I truly hope that some counties will be able to think outside the box, set aside their appetite for construction and warehousing, and seize the realignment for what the legislators intended it to be: An opportunity to reverse the California correctional crisis.
Realignment: How Not To Do It, the Construction Version
Californians United for a Responsible Budget (CURB) are raising some serious concerns about rehabilitation implementation. They are circulating a petition against the Riverside County plan to charge inmates for their stay, and also spearheading an effort to stop a planned Los Angeles County jail expansion.
Under AB 900, counties have been invited to appeal for Phase II funding to increase their jail capacity. The list of counties is here; Los Angeles tops the large counties’ list.
One of the arguments usually thrown around in support of realignment is that even if the counties do a bad job at imprisonment, they cannot possibly be worse than the state. I’m beginning to think that, in some cases, that may not be true. There is no reason to believe that the state administration has all the punitive foolishness and the counties, all the recidivism-reducing wisdom. It is time for the counties to wake up and seriously commit to the goal of reducing confined population (and the expenses involved in confining it). Otherwise, a precious opportunity will be lost.
New Execution Procedures Deemed Unconstitutional
Those who have been following up on death penalty practices in California recall that, after a six-year hiatus, CDCR instated new proceedings. Now, a Marin County judge has found the new proceedings unconstitutional, which might mean a longer delay.
A judge on Friday threw out California’s new lethal-injection protocols, which have been six years in the making, because corrections officials failed to consider a one-drug execution method now in practice in other death penalty states.

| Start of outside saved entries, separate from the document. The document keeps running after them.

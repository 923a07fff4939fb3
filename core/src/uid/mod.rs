// Copyright 2025 The TreeDb Authors.
//
// Licensed under the Apache License, Version 2.0 (the "License");
// you may not use this file except in compliance with the License.
// You may obtain a copy of the License at
//
//     http://www.apache.org/licenses/LICENSE-2.0
//
// Unless required by applicable law or agreed to in writing, software
// distributed under the License is distributed on an "AS IS" BASIS,
// WITHOUT WARRANTIES OR CONDITIONS OF ANY KIND, either express or implied.
// See the License for the specific language governing permissions and
// limitations under the License.

use std::sync::Arc;

use rand::Rng;

use crate::interface::UidSource;
use crate::models::RowTimestamp;

// ASCII-ordered, so lexicographic id order matches numeric time order.
const ALPHABET: &[u8; 64] =
    b"-0123456789ABCDEFGHIJKLMNOPQRSTUVWXYZ_abcdefghijklmnopqrstuvwxyz";

const TIME_CHARS: usize = 8;
const RANDOM_CHARS: usize = 12;

/// Mints 20-character ids: 8 characters of base-64 timestamp followed
/// by 12 random characters. Eight characters cover timestamps up to
/// 64^8 milliseconds, comfortably past any wall-clock date.
#[derive(Debug, Default)]
pub struct TimeOrderedUids;

impl TimeOrderedUids {
    pub fn new() -> Self {
        TimeOrderedUids
    }
}

impl UidSource for TimeOrderedUids {
    fn new_uid(&self, now: RowTimestamp) -> Arc<str> {
        let mut bytes = [0u8; TIME_CHARS + RANDOM_CHARS];
        let mut rest = now;
        for slot in bytes[..TIME_CHARS].iter_mut().rev() {
            *slot = ALPHABET[(rest % 64) as usize];
            rest /= 64;
        }
        let mut rng = rand::thread_rng();
        for slot in bytes[TIME_CHARS..].iter_mut() {
            *slot = ALPHABET[rng.gen_range(0..64)];
        }
        // The buffer only ever holds alphabet bytes, which are ASCII.
        Arc::from(std::str::from_utf8(&bytes).unwrap_or_default())
    }
}

/// Reads the mint timestamp back out of an id. `None` when the id is
/// too short or holds a character outside the alphabet.
pub fn uid_to_time(uid: &str) -> Option<RowTimestamp> {
    if uid.len() < TIME_CHARS {
        return None;
    }
    let mut time: RowTimestamp = 0;
    for byte in uid.as_bytes()[..TIME_CHARS].iter() {
        let digit = ALPHABET.iter().position(|c| c == byte)?;
        time = time * 64 + digit as RowTimestamp;
    }
    Some(time)
}

#[cfg(test)]
mod tests {
    use super::*;

    #[test]
    fn ids_sort_by_mint_time() {
        let uids = TimeOrderedUids::new();
        let early = uids.new_uid(1_000);
        let late = uids.new_uid(2_000);
        assert!(early.as_ref() < late.as_ref());
        assert_eq!(early.len(), 20);
    }

    #[test]
    fn mint_time_round_trips() {
        let uids = TimeOrderedUids::new();
        for now in [0, 1, 1_700_000_000_000, u64::from(u32::MAX)] {
            let uid = uids.new_uid(now);
            assert_eq!(uid_to_time(&uid), Some(now));
        }
    }

    #[test]
    fn malformed_ids_have_no_time() {
        assert_eq!(uid_to_time("short"), None);
        assert_eq!(uid_to_time("!!!!!!!!garbage"), None);
    }

    #[test]
    fn ids_with_equal_time_differ() {
        let uids = TimeOrderedUids::new();
        let a = uids.new_uid(5);
        let b = uids.new_uid(5);
        assert_eq!(&a[..8], &b[..8]);
        assert_ne!(a, b);
    }
}
// Copyright 2025 The TreeDb Authors.
//
// Licensed under the Apache License, Version 2.0 (the "License");
// you may not use this file except in compliance with the License.
// You may obtain a copy of the License at
//
//     http://www.apache.org/licenses/LICENSE-2.0
//
// Unless required by applicable law or agreed to in writing, software
// distributed under the License is distributed on an "AS IS" BASIS,
// WITHOUT WARRANTIES OR CONDITIONS OF ANY KIND, either express or implied.
// See the License for the specific language governing permissions and
// limitations under the License.

mod in_memory_row_store;

pub use in_memory_row_store::InMemoryRowStore;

The action by Marin County Superior Court Judge Faye D’Opal sends the state back to square one in redrafting procedures for lethal-injection executions. The death penalty has been on hold for six years in California after a federal court ruling deemed the previously used three-drug method unconstitutional because it might inflict pain amounting to cruel and unusual punishment.

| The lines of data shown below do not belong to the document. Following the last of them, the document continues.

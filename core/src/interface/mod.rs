// Copyright 2025 The TreeDb Authors.
//
// Licensed under the Apache License, Version 2.0 (the "License");
// you may not use this file except in compliance with the License.
// You may obtain a copy of the License at
//
//     http://www.apache.org/licenses/LICENSE-2.0
//
// Unless required by applicable law or agreed to in writing, software
// distributed under the License is distributed on an "AS IS" BASIS,
// WITHOUT WARRANTIES OR CONDITIONS OF ANY KIND, either express or implied.
// See the License for the specific language governing permissions and
// limitations under the License.

mod clock;
mod codec;
mod row_store;
mod uid;

pub use clock::ManualClock;
pub use clock::StoreClock;
pub use clock::SystemClock;
pub use codec::CodecError;
pub use codec::RowCodec;
pub use row_store::RowList;
pub use row_store::RowStore;
pub use uid::UidSource;

use thiserror::Error;

#[derive(Debug, Error)]
pub enum StoreError {
    /// A backend left a `RowStore` operation unimplemented. This is a
    /// construction-time programmer error, never retried.
    #[error("row store operation not implemented")]
    NotSupported,

    #[error("corrupted row data")]
    CorruptedData,

    #[error("codec failure: {0}")]
    Codec(#[from] CodecError),

    #[error(transparent)]
    Other(Box<dyn std::error::Error + Send + Sync>),
}

impl StoreError {
    pub fn other<E: std::error::Error + Send + Sync + 'static>(e: E) -> Self {
        StoreError::Other(Box::new(e))
    }
}
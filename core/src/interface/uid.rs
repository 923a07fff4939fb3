// Copyright 2025 The TreeDb Authors.
//
// Licensed under the Apache License, Version 2.0 (the "License");
// you may not use this file except in compliance with the License.
// You may obtain a copy of the License at
//
//     http://www.apache.org/licenses/LICENSE-2.0
//
// Unless required by applicable law or agreed to in writing, software
// distributed under the License is distributed on an "AS IS" BASIS,
// WITHOUT WARRANTIES OR CONDITIONS OF ANY KIND, either express or implied.
// See the License for the specific language governing permissions and
// limitations under the License.

use std::sync::Arc;

use crate::models::RowTimestamp;

/// Produces row ids. Ids minted at a later `now` must sort after ids
/// minted earlier, since duplicate resolution breaks timestamp ties by
/// comparing ids lexicographically.
pub trait UidSource: Send + Sync {
    fn new_uid(&self, now: RowTimestamp) -> Arc<str>;
}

D’Opal said in her 22-page ruling that the state’s failure to consider replacing the former execution practice with a single-injection method violated state law and ignored the courts’ and public criticism of the previous protocols.
Readers who are fed up with the new moves to tinker with the machinery of death, and who find themselves exasperated with the prospect of a CDCR appeal of Judge D’Opal’s ruling, might find the SAFE voter initiative to abolish the death penalty in 2012 an attractive option. It would certainly put an end to the quibble over technicalities.
If you are on the fence about this, perhaps the humonetarian argument from the L.A. Times story will convince you:
A three-year study published earlier this year by a federal judge and a Loyola Law School professor reported that taxpayers have spent $4 billion to carry out 13 executions since capital punishment was reinstated in 1978, and that it costs at least $184 million a year to maintain death row and the capital defense system.